Russia will discover next week how much it may be asked to pay for the confiscation a decade ago of Mikhail Khodorkovsky’s Yukos Oil Co., then the country’s biggest oil producer.
The Permanent Court of Arbitration in The Hague will rule on July 28 on a $103billion damages claim the company’s former owners filed against Russia in 2007, Tim Osborne, head of GML Ltd., former holding company of Yukos, said by e-mail. Court official Willemijn van Banning said by phone she couldn’t comment on the date for the ruling.
The potential multibillion-dollar punitive award comes as Russian President Vladimir Putin risks further US and European sanctions after the downing of a Malaysian passenger jet in eastern Ukraine that killed 298 passengers and crew. The Obama administration has blamed the plane’s downing on pro-Russian rebels, who deny any involvement.
A substantial award of damages “would add to Putin’s sense of being backed into a corner and that the West is out to get Russia,” Masha Lipman, an independent political analyst based in Moscow, said by phone. “Whether a coincidence or not, it will be seen as more than a coincidence.”

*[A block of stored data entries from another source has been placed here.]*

// Private module declaration
mod server;

use prometheus::{HistogramOpts, HistogramVec, IntCounter, IntCounterVec, Opts, Registry};

// Re-export for public API
pub use server::start_metrics_server;

// ============================================================================
// Metrics Module - Prometheus metrics for observability
// ============================================================================
//
// Provides metrics for:
// - Delivery transitions performed (by target status)
// - Transitions refused (by error code)
// - Notification channel failures that were swallowed
// - Deliveries that found no tracking record to remove
// - Guard operation latency
//
// All metrics are registered with Prometheus and can be scraped via /metrics
// ============================================================================

/// Central metrics registry for the whole service
pub struct Metrics {
    registry: Registry,

    pub delivery_transitions: IntCounterVec,
    pub transit_rejections: IntCounterVec,
    pub notification_failures: IntCounterVec,
    pub tracking_records_missing: IntCounter,
    pub operation_duration: HistogramVec,
}

impl Metrics {
    pub fn new() -> anyhow::Result<Self> {
        let registry = Registry::new();

        let delivery_transitions = IntCounterVec::new(
            Opts::new(
                "delivery_transitions_total",
                "Order status transitions performed by the guard",
            ),
            &["to_status"],
        )?;
        registry.register(Box::new(delivery_transitions.clone()))?;

        let transit_rejections = IntCounterVec::new(
            Opts::new(
                "transit_rejections_total",
                "Delivery transitions refused, by error code",
            ),
            &["reason"],
        )?;
        registry.register(Box::new(transit_rejections.clone()))?;

        let notification_failures = IntCounterVec::new(
            Opts::new(
                "notification_failures_total",
                "Best-effort notification failures, by channel",
            ),
            &["channel"],
        )?;
        registry.register(Box::new(notification_failures.clone()))?;

        let tracking_records_missing = IntCounter::new(
            "tracking_records_missing_total",
            "Deliveries completed without a tracking record to remove",
        )?;
        registry.register(Box::new(tracking_records_missing.clone()))?;

        let operation_duration = HistogramVec::new(
            HistogramOpts::new(
                "transit_operation_duration_seconds",
                "Guard operation latency",
            )
            .buckets(vec![0.001, 0.005, 0.01, 0.05, 0.1, 0.5, 1.0]),
            &["operation"],
        )?;
        registry.register(Box::new(operation_duration.clone()))?;

        Ok(Self {
            registry,
            delivery_transitions,
            transit_rejections,
            notification_failures,
            tracking_records_missing,
            operation_duration,
        })
    }

    /// Get the Prometheus registry for exposing metrics via HTTP
    pub fn registry(&self) -> &Registry {
        &self.registry
    }

    pub fn record_transition(&self, to_status: &str) {
        self.delivery_transitions
            .with_label_values(&[to_status])
            .inc();
    }

    pub fn record_transit_rejection(&self, reason: &str) {
        self.transit_rejections.with_label_values(&[reason]).inc();
    }

    pub fn record_notification_failure(&self, channel: &str) {
        self.notification_failures
            .with_label_values(&[channel])
            .inc();
    }

    pub fn record_tracking_missing(&self) {
        self.tracking_records_missing.inc();
    }

    pub fn observe_operation(&self, operation: &str, duration_secs: f64) {
        self.operation_duration
            .with_label_values(&[operation])
            .observe(duration_secs);
    }
}

#[cfg(test)]
mod tests {
    use super::*;

    #[test]
    fn test_metrics_creation() {
        let metrics = Metrics::new().unwrap();
        assert!(metrics.registry.gather().len() > 0);
    }

    #[test]
    fn test_counters_track_guard_outcomes() {
        let metrics = Metrics::new().unwrap();

        metrics.record_transition("IN_TRANSIT");
        metrics.record_transition("IN_TRANSIT");
        metrics.record_transition("DELIVERED");
        metrics.record_transit_rejection("ActiveTripExists");
        metrics.record_notification_failure("push");
        metrics.record_tracking_missing();
        metrics.observe_operation("begin_transit", 0.004);

        assert_eq!(
            metrics
                .delivery_transitions
                .with_label_values(&["IN_TRANSIT"])
                .get(),
            2
        );
        assert_eq!(
            metrics
                .delivery_transitions
                .with_label_values(&["DELIVERED"])
                .get(),
            1
        );
        assert_eq!(
            metrics
                .transit_rejections
                .with_label_values(&["ActiveTripExists"])
                .get(),
            1
        );
        assert_eq!(
            metrics
                .notification_failures
                .with_label_values(&["push"])
                .get(),
            1
        );
        assert_eq!(metrics.tracking_records_missing.get(), 1);
    }

    #[test]
    fn test_rejection_reasons_are_independent_series() {
        let metrics = Metrics::new().unwrap();

        metrics.record_transit_rejection("NotFound");
        metrics.record_transit_rejection("InvalidState");
        metrics.record_transit_rejection("NotFound");

        assert_eq!(
            metrics.transit_rejections.with_label_values(&["NotFound"]).get(),
            2
        );
        assert_eq!(
            metrics
                .transit_rejections
                .with_label_values(&["InvalidState"])
                .get(),
            1
        );
    }
}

GML has a good chance of winning partial damages, according to Gus Van Harten, a professor specializing in arbitration at York University’s Osgoode Hall Law School in Canada. There’s “very limited room” for appeal and Russia will resist paying, so any amount awarded would trigger a global legal battle to seize state property, including assets of OAO Rosneft, which acquired most of Yukos in a series of forced auctions, Van Harten said.
Putin has said his opponents are using the crash for “selfish political gains.” The EU warned yesterday that it may restrict the country’s access to capital markets and sensitive energy and defense technologies.

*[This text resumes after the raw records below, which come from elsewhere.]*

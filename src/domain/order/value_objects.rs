use serde::{Deserialize, Serialize};
use std::fmt;
use std::str::FromStr;

// ============================================================================
// Order Value Objects
// ============================================================================

/// Lifecycle status of an order.
///
/// The wire and storage form is the SCREAMING_SNAKE literal (`IN_TRANSIT`),
/// matching what the storefront persists and what driver clients expect.
#[derive(Debug, Clone, Copy, PartialEq, Eq, Serialize, Deserialize)]
#[serde(rename_all = "SCREAMING_SNAKE_CASE")]
pub enum OrderStatus {
    Pending,
    Assigned,
    InTransit,
    Delivered,
    Cancelled,
}

impl OrderStatus {
    pub fn as_str(&self) -> &'static str {
        match self {
            OrderStatus::Pending => "PENDING",
            OrderStatus::Assigned => "ASSIGNED",
            OrderStatus::InTransit => "IN_TRANSIT",
            OrderStatus::Delivered => "DELIVERED",
            OrderStatus::Cancelled => "CANCELLED",
        }
    }
}

impl fmt::Display for OrderStatus {
    fn fmt(&self, f: &mut fmt::Formatter<'_>) -> fmt::Result {
        f.write_str(self.as_str())
    }
}

impl FromStr for OrderStatus {
    type Err = anyhow::Error;

    fn from_str(s: &str) -> Result<Self, Self::Err> {
        match s {
            "PENDING" => Ok(OrderStatus::Pending),
            "ASSIGNED" => Ok(OrderStatus::Assigned),
            "IN_TRANSIT" => Ok(OrderStatus::InTransit),
            "DELIVERED" => Ok(OrderStatus::Delivered),
            "CANCELLED" => Ok(OrderStatus::Cancelled),
            other => anyhow::bail!("unknown order status: {other}"),
        }
    }
}

// ============================================================================
// Unit Tests
// ============================================================================

#[cfg(test)]
mod tests {
    use super::*;

    #[test]
    fn test_status_text_round_trip() {
        let statuses = [
            OrderStatus::Pending,
            OrderStatus::Assigned,
            OrderStatus::InTransit,
            OrderStatus::Delivered,
            OrderStatus::Cancelled,
        ];

        for status in statuses {
            let parsed: OrderStatus = status.as_str().parse().unwrap();
            assert_eq!(parsed, status);
        }
    }

    #[test]
    fn test_serde_form_matches_storage_form() {
        // The JSON literal and the text in the status column are the same
        // vocabulary; clients compare against "IN_TRANSIT" verbatim.
        for status in [OrderStatus::Assigned, OrderStatus::InTransit, OrderStatus::Delivered] {
            let json = serde_json::to_string(&status).unwrap();
            assert_eq!(json, format!("\"{}\"", status.as_str()));
        }
    }

    #[test]
    fn test_unknown_status_text_is_rejected() {
        assert!("SHIPPED".parse::<OrderStatus>().is_err());
        assert!("in_transit".parse::<OrderStatus>().is_err());
        assert!("".parse::<OrderStatus>().is_err());
    }
}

Russia’s Foreign Ministry didn’t immediately respond to an e-mailed request for comment on The Hague proceedings. Moscow- based Rosneft, which has been sanctioned by the US over the Ukraine conflict, declined to comment. Another ruling by the European Court of Human Rights on a $38billion claim filed by ex-Yukos management that would benefit all former shareholders may also come this year.
Putin’s government dismantled Yukos after imposing $27billion in tax charges. Most of its former assets now belong to state-controlled Rosneft, which is the world’s largest publicly traded oil company by output.

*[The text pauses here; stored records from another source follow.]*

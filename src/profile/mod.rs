// Word-frequency profiles — tokenizing documents and building their
// top-K relative frequency maps.

pub mod builder;
pub mod frequency;
pub mod normalize;
pub mod traits;
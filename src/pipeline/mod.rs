// Pipeline orchestration — profile every document, then rank the pairs.

pub mod ranking;
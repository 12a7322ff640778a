// Similarity scoring — profile overlap and pairwise ranking.

pub mod overlap;
pub mod rank;
// Output formatting — the ranking report and profile displays.

pub mod terminal;

/// Format a score the way a default-configured C++ output stream prints a
/// double: 6 significant digits, trailing zeros removed, and scientific
/// notation when the decimal exponent is below -4 or at least 6.
pub fn format_score(value: f64) -> String {
    const PRECISION: i32 = 6;

    if value == 0.0 {
        return "0".to_string();
    }
    if !value.is_finite() {
        return if value.is_nan() {
            "nan".to_string()
        } else if value > 0.0 {
            "inf".to_string()
        } else {
            "-inf".to_string()
        };
    }

    // Round to the target precision first: the exponent must come from the
    // rounded value (0.9999996 prints as 1, not 1.00000e-01).
    let sci = format!("{:.prec$e}", value, prec = (PRECISION - 1) as usize);
    let (mantissa, exp) = sci.split_once('e').unwrap_or((sci.as_str(), "0"));
    let exp: i32 = exp.parse().unwrap_or(0);

    if exp < -4 || exp >= PRECISION {
        let mantissa = trim_fraction(mantissa);
        let sign = if exp < 0 { '-' } else { '+' };
        format!("{mantissa}e{sign}{:02}", exp.abs())
    } else {
        let decimals = (PRECISION - 1 - exp).max(0) as usize;
        trim_fraction(&format!("{value:.decimals$}")).to_string()
    }
}

fn trim_fraction(s: &str) -> &str {
    if s.contains('.') {
        s.trim_end_matches('0').trim_end_matches('.')
    } else {
        s
    }
}

#[cfg(test)]
mod tests {
    use super::*;

    #[test]
    fn test_format_score_fixed() {
        assert_eq!(format_score(4.0 / 6.0), "0.666667");
        assert_eq!(format_score(0.5), "0.5");
        assert_eq!(format_score(1.0), "1");
        assert_eq!(format_score(0.0), "0");
        assert_eq!(format_score(0.123456789), "0.123457");
        assert_eq!(format_score(0.0001), "0.0001");
    }

    #[test]
    fn test_format_score_rounding_carries_into_exponent() {
        assert_eq!(format_score(0.9999996), "1");
        assert_eq!(format_score(0.000099999999), "0.0001");
    }

    #[test]
    fn test_format_score_scientific() {
        assert_eq!(format_score(0.00001234), "1.234e-05");
        assert_eq!(format_score(2.5e-7), "2.5e-07");
        assert_eq!(format_score(1234567.0), "1.23457e+06");
    }
}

“I remain confident that we will receive a substantial award of damages when the decision comes out,” Osborne said last month. “It would underline that this whole attack by the Russian government was politically motivated and confirm our view that it acted illegally in expropriating shares in Yukos Oil without compensation.”
Khodorkovsky, once Russia’s richest man with a fortune of $15billion, was freed in December under an amnesty after serving a decade in Russian prison camps on tax evasion, fraud and money-laundering charges he says were politically motivated.
Khodorkovsky, who’s living in Switzerland, isn’t entitled to any part of the damages because he transferred his Yukos stake to fellow shareholder Leonid Nevzlin to protect the company when he became a target of the Russian courts, Osborne said.
Nevzlin is beneficial owner of slightly more than 70% of GML, while four other ex-Yukos owners — Platon Lebedev, Mikhail Brudno, Vladimir Dubov and Vasily Shakhnovsky – – each have a little less than 7.5%. GML, which filed the lawsuit, used to own 60 percent of Yukos.